Zomato: Are They Losing Money?
If there is something that is breaking the news today and for the next few days to come, it has to be Zomato. Right from its IPO launch to all the social media buzz around its marketing strategy has always caught media attention. From their quirky posts to witty advertising campaigns, Zomato has never failed to amaze us with their creativity and out-of-the-box offers.
Be it an IPL match or a festival of joy, Zomato’s offers have always made its customers jump for food. But, is it what it seems like? Is Zomato actually losing money? Let’s find out!
The Business Model – Let’s Start From The Basics
Zomato as we know is a food delivery app and it connects customers, people like us who want to order food with restaurants, who want to sell food. Zomato plays a double role as it connects people like us who are looking to order food.
A simple tie-up with a FOOD-TECH platform put many restaurants in a position to be easily discovered. With this, Zomato was consistently climbing the ladder in the world of start-ups and its valuation kept growing exponentially.
Customer Acquisition: The Strategy To Die For!
As Zomato started to grow it attracted more and more investors. As investors poured in more money, they wanted to see growth, so zomato acquired millions of customers. All the marketing on social media platforms like Facebook, Instagram, etc. is done by Zomato mostly to promote its customer acquisition game.
To acquire more customers companies like zomato do a lot of marketing to make a customer’s habit of ordering food from their app. Companies like zomato analyze a lot of data, they use incentives to keep a customer hooked like for eg. Zomato gold. So that the customer sticks to the app. So in a gist.

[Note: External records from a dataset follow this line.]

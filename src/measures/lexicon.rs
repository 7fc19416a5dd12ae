// src/measures/lexicon.rs
use std::collections::HashSet;
use std::path::{Path, PathBuf};

use crate::utils::error::LexiconError;

pub const RISK_FILE: &str = "risk.txt";
pub const NEGATIVE_FILE: &str = "negative.txt";
pub const UNCERTAINTY_FILE: &str = "uncertainty.txt";

/// Loughran-McDonald style word lists, upper-cased and letters only.
///
/// The three sets are independent; one word may sit in several of them.
#[derive(Debug, Clone, Default)]
pub struct Lexicon {
    pub risk: HashSet<String>,
    pub negative: HashSet<String>,
    pub uncertainty: HashSet<String>,
}

impl Lexicon {
    /// Loads `risk.txt`, `negative.txt` and `uncertainty.txt` from `dict_dir`.
    pub fn load_dir(dict_dir: &Path) -> Result<Self, LexiconError> {
        Self::load(
            &dict_dir.join(RISK_FILE),
            &dict_dir.join(NEGATIVE_FILE),
            &dict_dir.join(UNCERTAINTY_FILE),
        )
    }

    /// Loads the three lists. Fails if a file is missing or yields no words,
    /// since an empty list would silently score every document as zero.
    pub fn load(risk_path: &Path, negative_path: &Path, uncertainty_path: &Path) -> Result<Self, LexiconError> {
        let lexicon = Self {
            risk: load_word_set(risk_path)?,
            negative: load_word_set(negative_path)?,
            uncertainty: load_word_set(uncertainty_path)?,
        };

        for (category, set, path) in [
            ("risk", &lexicon.risk, risk_path),
            ("negative", &lexicon.negative, negative_path),
            ("uncertainty", &lexicon.uncertainty, uncertainty_path),
        ] {
            if set.is_empty() {
                return Err(LexiconError::Empty {
                    category,
                    path: path.to_path_buf(),
                });
            }
        }

        tracing::info!(
            risk = lexicon.risk.len(),
            negative = lexicon.negative.len(),
            uncertainty = lexicon.uncertainty.len(),
            "Loaded lexicon"
        );
        Ok(lexicon)
    }
}

/// Reads one word list: one entry per line, `#` comments and blank lines ignored.
pub fn load_word_set(path: &Path) -> Result<HashSet<String>, LexiconError> {
    let content = std::fs::read_to_string(path).map_err(|e| {
        if e.kind() == std::io::ErrorKind::NotFound {
            LexiconError::NotFound(path.to_path_buf())
        } else {
            LexiconError::Io {
                path: PathBuf::from(path),
                source: e,
            }
        }
    })?;

    Ok(parse_word_list(&content))
}

pub fn parse_word_list(content: &str) -> HashSet<String> {
    content.lines().filter_map(normalize_entry).collect()
}

/// Multi-word or hyphenated entries collapse to their letters ("WRITE-DOWN" -> "WRITEDOWN").
fn normalize_entry(line: &str) -> Option<String> {
    let entry = line.trim();
    if entry.is_empty() || entry.starts_with('#') {
        return None;
    }

    let word: String = entry
        .to_uppercase()
        .chars()
        .filter(|c| c.is_alphabetic())
        .collect();

    (!word.is_empty()).then_some(word)
}
// src/utils/html_debug.rs
use std::path::Path;

use regex::Regex;

use crate::extractors::section::{ITEM_1A_PATTERNS, ITEM_7_PATTERNS, TOC_PHRASE_RE};
use crate::utils::error::AppError;

/// Renders normalized text as HTML with the given byte ranges highlighted.
/// Overlapping ranges are dropped in favour of the earlier one.
pub fn render_debug_html(text: &str, highlights: &[(usize, usize, &str)]) -> String {
    let mut debug_html = String::from("<!DOCTYPE html>\n<html>\n<head>\n<meta charset=\"utf-8\">\n<style>\n");

    // CSS for highlight colors
    debug_html.push_str("body { font-family: monospace; white-space: pre-wrap; }\n");
    debug_html.push_str(".highlight-start { background-color: #90EE90; }\n");
    debug_html.push_str(".highlight-end { background-color: #FFA500; }\n");
    debug_html.push_str(".highlight-toc { background-color: #FFFF00; }\n");
    debug_html.push_str(".highlight-custom { background-color: #FFC0CB; }\n");
    debug_html.push_str("</style>\n</head>\n<body>\n");

    let mut sorted_highlights = highlights.to_vec();
    sorted_highlights.sort_by_key(|h| (h.0, h.1));

    let mut last_pos = 0;
    for (start, end, highlight_type) in sorted_highlights {
        if start < last_pos || end > text.len() || start >= end {
            continue;
        }
        debug_html.push_str(&escape_html(&text[last_pos..start]));

        let css_class = match highlight_type {
            t if t.ends_with("start") => "highlight-start",
            t if t.ends_with("end") => "highlight-end",
            "toc" => "highlight-toc",
            _ => "highlight-custom",
        };
        debug_html.push_str(&format!(
            "<span class=\"{}\" title=\"Position: {}-{}, Type: {}\">",
            css_class, start, end, highlight_type
        ));
        debug_html.push_str(&escape_html(&text[start..end]));
        debug_html.push_str("</span>");

        last_pos = end;
    }

    if last_pos < text.len() {
        debug_html.push_str(&escape_html(&text[last_pos..]));
    }

    debug_html.push_str("\n</body>\n</html>\n");
    debug_html
}

/// Highlights every match of each `(pattern, type)` pair and writes the page to `path`.
pub fn create_debug_html(text: &str, path: &Path, patterns: &[(&Regex, &str)]) -> Result<(), AppError> {
    let highlights: Vec<(usize, usize, &str)> = patterns
        .iter()
        .flat_map(|(re, highlight_type)| re.find_iter(text).map(move |m| (m.start(), m.end(), *highlight_type)))
        .collect();

    if let Some(parent) = path.parent() {
        std::fs::create_dir_all(parent)?;
    }
    std::fs::write(path, render_debug_html(text, &highlights))?;

    tracing::debug!("Saved debug HTML to {}", path.display());
    Ok(())
}

/// Annotates the section boundaries the extractor looks for.
pub fn write_section_debug(text: &str, path: &Path, include_item7: bool) -> Result<(), AppError> {
    let mut patterns: Vec<(&Regex, &str)> = vec![
        (&ITEM_1A_PATTERNS.start, "item1a-start"),
        (&ITEM_1A_PATTERNS.end, "item1a-end"),
        (&*TOC_PHRASE_RE, "toc"),
    ];
    if include_item7 {
        patterns.push((&ITEM_7_PATTERNS.start, "item7-start"));
        patterns.push((&ITEM_7_PATTERNS.end, "item7-end"));
    }
    create_debug_html(text, path, &patterns)
}

fn escape_html(s: &str) -> String {
    let mut out = String::with_capacity(s.len());
    for c in s.chars() {
        match c {
            '&' => out.push_str("&amp;"),
            '<' => out.push_str("&lt;"),
            '>' => out.push_str("&gt;"),
            '"' => out.push_str("&quot;"),
            _ => out.push(c),
        }
    }
    out
}
// src/pipeline/firms.rs
use std::collections::HashSet;
use std::io::Read;
use std::path::Path;

use crate::edgar::models::{normalize_cik10, Firm};
use crate::utils::error::{AppError, StorageError};

/// Reads the firm list: `cik,ticker,name` rows (ticker and name optional) or a
/// plain list of CIKs. A header row, `#` comments and blank lines are skipped.
pub fn load_firms(path: &Path) -> Result<Vec<Firm>, AppError> {
    let file = std::fs::File::open(path)
        .map_err(|e| AppError::Config(format!("Cannot open firm list {}: {}", path.display(), e)))?;

    let firms = parse_firms(file)?;
    tracing::info!("Loaded {} firms from {}", firms.len(), path.display());
    Ok(firms)
}

pub fn parse_firms<R: Read>(reader: R) -> Result<Vec<Firm>, AppError> {
    let mut csv_reader = csv::ReaderBuilder::new()
        .has_headers(false)
        .flexible(true)
        .comment(Some(b'#'))
        .trim(csv::Trim::All)
        .from_reader(reader);

    let mut firms = Vec::new();
    for (line_no, record) in csv_reader.records().enumerate() {
        let record = record.map_err(StorageError::from)?;

        let raw_cik = record.get(0).unwrap_or_default();
        if raw_cik.is_empty() {
            continue;
        }
        if line_no == 0 && raw_cik.eq_ignore_ascii_case("cik") {
            continue;
        }

        let Some(cik10) = normalize_cik10(raw_cik) else {
            tracing::warn!("Skipping firm list row {}: '{}' is not a CIK", line_no + 1, raw_cik);
            continue;
        };

        firms.push(Firm {
            cik10,
            ticker: non_empty(record.get(1)).map(|t| t.to_uppercase()),
            name: non_empty(record.get(2)).map(str::to_string),
        });
    }

    Ok(firms)
}

fn non_empty(field: Option<&str>) -> Option<&str> {
    field.filter(|f| !f.is_empty())
}

/// Drops repeated CIKs, keeping the first occurrence and its ticker/name.
pub fn dedupe_firms(firms: Vec<Firm>) -> Vec<Firm> {
    let mut seen = HashSet::new();
    firms
        .into_iter()
        .filter(|firm| seen.insert(firm.cik10.clone()))
        .collect()
}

Companies like Zomato identify a major pain point in the business ecosystem, they fill that gap with the promise of their business model. They bring in investors, who give them the funds to play the customer acquisition strategy. And finally, they get customers hooked to a habit who keep on using the app, which makes the company profitable. This turns into a vicious cycle wherein as Zomato gains more and more customers, it gains the resources to further increase its customer base and keep them hooked to their platform.
Unit Economics: The Commission Strategy
So, here’s what the unit economics of Zomato’s average order tells us. Up until last year, Zomato was losing a lot of money in terms of this unit economics and suddenly when it decided to file for IPO this unit economics became positive.
From last year we can see an increment in Zomato’s commission and other charges, delivery costs that will allow fewer and fewer customers to order from the app. Furthermore, we can see a decrease in Zomato’s discounts. In a country like India, discounts incentivize the customers to order more and if they do not get discounts they might not even consider a purchase they need. It is very apparent that in our country, discounts drive purchase decisions.
Pandemic Effects: Was The Virus A Boon Or A Curse?
In the first quarter of 2021, there was a significant impact on its business. Zomato hit its lowest GOV, meaning gross order value in a quarter in two Financial Years. However, after this hit, the food delivery business saw a considerable recovery. In Q1 of 2021, its GOV was Rs 11000 million, wherein in the 3rd quarter, it was Rs 30000million which was more than the 3rd and 4th quarters of 2020.
Let’s check out the industry overview. If we take a look at the food delivery business in FY21, India saw quite contradictory movements. While the first quarter proved to be a tough time for the food delivery business, in the 3rd quarter, it was at its all-time high.
In FY202, Zomato was looking at a revenue of Rs.58.9, which included Rs.43.6 commission and Rs.15.3 Customer Delivery charge. The total cost however was at Rs.89.4 which is made up of a Rs.52 delivery cost, discounts adding up to Rs.21.7 and Rs.15.7 variable costs. At this point, Zomato’s contribution margin, i.e. revenue minus cost, was negative at – Rs.30.5.
In contrast to this, FY 2021 saw a Rs.89.6 total revenue with Rs.62.8 commission and Rs.26.8 Customer delivery charge. The Total Cost was at Rs.66.7 with a Rs.44.6 delivery cost, Rs.7.3 discounts and Rs.14.8 variable costs. This made the company’s contribution margin turn positive at Rs.22.9
The avg value of orders went up from Rs 278 in FY20 to Rs 398 in the first 9 months of FY21. The monthly transacting users have grown from 9 lakh in FY18 to 1 CR in 2 years but reduced to 58 lakhs in the first 9 months of FY21.
Where does Zomato’s IPO Stand?
Even though the beginning of the pandemic might have hit Zomato hard, its IPO hit back harder. Since its opening, the Zomato IPO generated Rs. 2.13 Lakh crore, the third highest in the history of the Indian Capital Market. The response from investors towards Zomato’s IPO was overwhelming to say the least. The IPO, which was oversubscribed by 38.25 times, comprises Rs. 9,375 crore wort of fresh equity shares.
At a price band of Rs. 76, Zomato would be valued at $8 billion i.e. around sixty thousand crores so that would make zomato a large company. With this IPO, Zomato aims to raise $1.26 billion. While the market seems enthusiastic about the IPO, is the enthusiasm justified? Only time will tell.